> WHAT NEEDS TO BE DONE:
Scan the data below and copy each line where "once" occurs.

> Stored items:
.....
//! Delegated-access credential model: one grant lineage, its expiry, and its
//! refresh-or-authorize lifecycle.
//!
//! A [`Credential`] mutates in place across refreshes (new access token + new expiry)
//! while its refresh capability survives every transition, so once a grant is
//! refresh-capable no lifecycle step ever needs interactive input again, barring
//! provider-side revocation.

pub mod secret;

pub use secret::Secret;

// self
use crate::{_prelude::*, error::ConfigError, prompt::CodeProvider, transport::OAuthTransport};

/// Long-lived capability used to obtain a new access token without user interaction.
///
/// The two provider styles are variants of one capability, so the client logic is
/// written once against this type instead of per style.
#[derive(Clone, Debug, PartialEq, Eq, Serialize, Deserialize)]
pub enum RefreshCapability {
	/// Refresh-token style: the token alone drives the exchange.
	RefreshToken(Secret),
	/// Session-handle style: the exchange presents the current access token together
	/// with its paired token secret and the provider-issued handle.
	SessionHandle {
		/// Secret paired with the current access token.
		token_secret: Secret,
		/// Provider-issued session handle.
		handle: Secret,
	},
}

/// Lifecycle states of a [`Credential`].
#[derive(Clone, Copy, Debug, PartialEq, Eq)]
pub enum CredentialState {
	/// No grant material at all; interactive authorization is required.
	Uninitialized,
	/// Interactive authorization is in flight.
	PendingAuthorization,
	/// Grant material is present and usable, possibly past its expiry.
	Active,
	/// A refresh exchange is in flight.
	Refreshing,
}

/// Grant material returned by the transport from a code or refresh exchange.
#[derive(Clone, Debug)]
pub struct TokenGrant {
	/// Freshly issued access token.
	pub access_token: Secret,
	/// Replacement refresh capability, present only when the provider rotates it.
	pub refresh: Option<RefreshCapability>,
	/// Provider-reported access token lifetime.
	pub expires_in: Duration,
}

/// One user's delegated-access grant and its lifecycle.
#[derive(Clone, Debug)]
pub struct Credential {
	access_token: Option<Secret>,
	refresh: Option<RefreshCapability>,
	expires_at: OffsetDateTime,
	state: CredentialState,
}
impl Credential {
	/// Creates a virgin credential that requires interactive authorization.
	pub fn uninitialized() -> Self {
		Self {
			access_token: None,
			refresh: None,
			expires_at: OffsetDateTime::UNIX_EPOCH,
			state: CredentialState::Uninitialized,
		}
	}

	/// Creates a credential from a bare refresh capability with no known expiry.
	///
	/// The credential reports itself expired until the first refresh completes.
	pub fn from_refresh_capability(refresh: RefreshCapability) -> Self {
		Self {
			access_token: None,
			refresh: Some(refresh),
			expires_at: OffsetDateTime::UNIX_EPOCH,
			state: CredentialState::Active,
		}
	}

	/// Current lifecycle state.
	pub fn state(&self) -> CredentialState {
		self.state
	}

	/// Currently held access token, if any.
	pub fn access_token(&self) -> Option<&Secret> {
		self.access_token.as_ref()
	}

	/// Currently held refresh capability, if any.
	pub fn refresh_capability(&self) -> Option<&RefreshCapability> {
		self.refresh.as_ref()
	}

	/// Instant at which the access token becomes invalid.
	pub fn expires_at(&self) -> OffsetDateTime {
		self.expires_at
	}

	/// Returns `true` iff no refresh mechanism is present, so interactive
	/// authorization is the only way to obtain a usable access token.
	pub fn needs_authorization(&self) -> bool {
		self.refresh.is_none()
	}

	/// Checks whether the access token is due for refresh at `instant`.
	///
	/// The boundary is inclusive: exactly `expires_at - skew` counts as expired. A
	/// credential holding no access token is always due.
	pub fn is_expired_at(&self, instant: OffsetDateTime, skew: Duration) -> bool {
		if self.access_token.is_none() {
			return true;
		}

		instant >= self.expires_at - skew
	}

	/// Convenience helper that checks expiry against the current UTC instant.
	pub fn is_expired(&self, skew: Duration) -> bool {
		self.is_expired_at(OffsetDateTime::now_utc(), skew)
	}

	/// Runs the interactive authorization flow through the transport.
	///
	/// Obtains the provider sign-in URL, asks `codes` for the user-entered
	/// verification code, exchanges the code for the initial grant, and stamps
	/// `expires_at = now + ttl`. On success the credential transitions to
	/// [`CredentialState::Active`]; on failure it returns to
	/// [`CredentialState::Uninitialized`] untouched.
	pub async fn authorize(
		&mut self,
		transport: &dyn OAuthTransport,
		codes: &dyn CodeProvider,
		now: OffsetDateTime,
	) -> Result<()> {
		self.state = CredentialState::PendingAuthorization;

		let outcome = self.authorize_inner(transport, codes, now).await;

		self.state = match &outcome {
			Ok(()) => CredentialState::Active,
			Err(_) => CredentialState::Uninitialized,
		};

		outcome
	}

	async fn authorize_inner(
		&mut self,
		transport: &dyn OAuthTransport,
		codes: &dyn CodeProvider,
		now: OffsetDateTime,
	) -> Result<()> {
		let authorize_url = transport.authorize_url().await?;
		let code = codes.provide(&authorize_url)?;
		let grant = transport.exchange_code(&code).await?;

		self.apply_grant(grant, now)
	}

	/// Exchanges the stored refresh capability for a fresh access token.
	///
	/// The capability is preserved unless the provider issues a replacement. A
	/// rejected exchange propagates as [`AuthError`](crate::error::AuthError) and is
	/// never retried here, since retrying without new interactive input cannot
	/// succeed.
	pub async fn refresh(
		&mut self,
		transport: &dyn OAuthTransport,
		now: OffsetDateTime,
	) -> Result<()> {
		let previous = self.state;

		self.state = CredentialState::Refreshing;

		let exchanged = match &self.refresh {
			Some(capability) =>
				transport.refresh_grant(self.access_token.as_ref(), capability).await,
			None => Err(ConfigError::MissingRefreshCapability.into()),
		};
		let outcome = match exchanged {
			Ok(grant) => self.apply_grant(grant, now),
			Err(e) => Err(e),
		};

		self.state = match &outcome {
			Ok(()) => CredentialState::Active,
			Err(_) => previous,
		};

		outcome
	}

	/// Snapshot of the credential in its persisted form.
	pub fn to_record(&self) -> CredentialRecord {
		let (refresh_token, token_secret, session_handle) = match &self.refresh {
			Some(RefreshCapability::RefreshToken(token)) => (Some(token.clone()), None, None),
			Some(RefreshCapability::SessionHandle { token_secret, handle }) =>
				(None, Some(token_secret.clone()), Some(handle.clone())),
			None => (None, None, None),
		};

		CredentialRecord {
			access_token: self.access_token.clone(),
			refresh_token,
			token_secret,
			session_handle,
			expires_at: self.expires_at,
		}
	}

	fn apply_grant(&mut self, grant: TokenGrant, now: OffsetDateTime) -> Result<()> {
		if !grant.expires_in.is_positive() {
			return Err(ConfigError::NonPositiveGrantTtl.into());
		}

		self.access_token = Some(grant.access_token);
		self.expires_at = now + grant.expires_in;

		if let Some(capability) = grant.refresh {
			self.refresh = Some(capability);
		}

		Ok(())
	}
}
impl Default for Credential {
	fn default() -> Self {
		Self::uninitialized()
	}
}

/// Persisted form of a [`Credential`].
///
/// The expiry instant persists verbatim and is restored as-is; the loader never
/// recomputes the lifetime.
#[derive(Clone, Debug, PartialEq, Eq, Serialize, Deserialize)]
pub struct CredentialRecord {
	/// Access token, when one had been issued at save time.
	pub access_token: Option<Secret>,
	/// Refresh-token-style capability.
	pub refresh_token: Option<Secret>,
	/// Session-handle-style token secret paired with the access token.
	pub token_secret: Option<Secret>,
	/// Session-handle-style provider handle.
	pub session_handle: Option<Secret>,
	/// Expiry instant persisted verbatim.
	pub expires_at: OffsetDateTime,
}
impl CredentialRecord {
	/// Builds the record form of a bare refresh-token-only layout.
	///
	/// The resulting credential is immediately due for refresh, since the bare
	/// layout carries no expiry.
	pub fn bare_refresh_token(token: impl Into<String>) -> Self {
		Self {
			access_token: None,
			refresh_token: Some(Secret::new(token)),
			token_secret: None,
			session_handle: None,
			expires_at: OffsetDateTime::UNIX_EPOCH,
		}
	}

	/// Reconstructs a credential, deriving the refresh capability from the stored
	/// fields. A refresh token wins over session-handle fields when both exist.
	pub fn into_credential(self) -> Result<Credential, ConfigError> {
		let refresh = match (self.refresh_token, self.token_secret, self.session_handle) {
			(Some(token), _, _) => Some(RefreshCapability::RefreshToken(token)),
			(None, Some(token_secret), Some(handle)) =>
				Some(RefreshCapability::SessionHandle { token_secret, handle }),
			(None, Some(_), None) | (None, None, Some(_)) =>
				return Err(ConfigError::MalformedCredentialRecord {
					message: "a session-handle record requires both token_secret and \
					          session_handle"
						.into(),
				}),
			(None, None, None) => None,
		};
		let state = if refresh.is_some() || self.access_token.is_some() {
			CredentialState::Active
		} else {
			CredentialState::Uninitialized
		};

		Ok(Credential { access_token: self.access_token, refresh, expires_at: self.expires_at, state })
	}
}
.....
> EXERCISE SOLUTION:
//! while its refresh capability survives every transition, so once a grant is
/// written once against this type instead of per style.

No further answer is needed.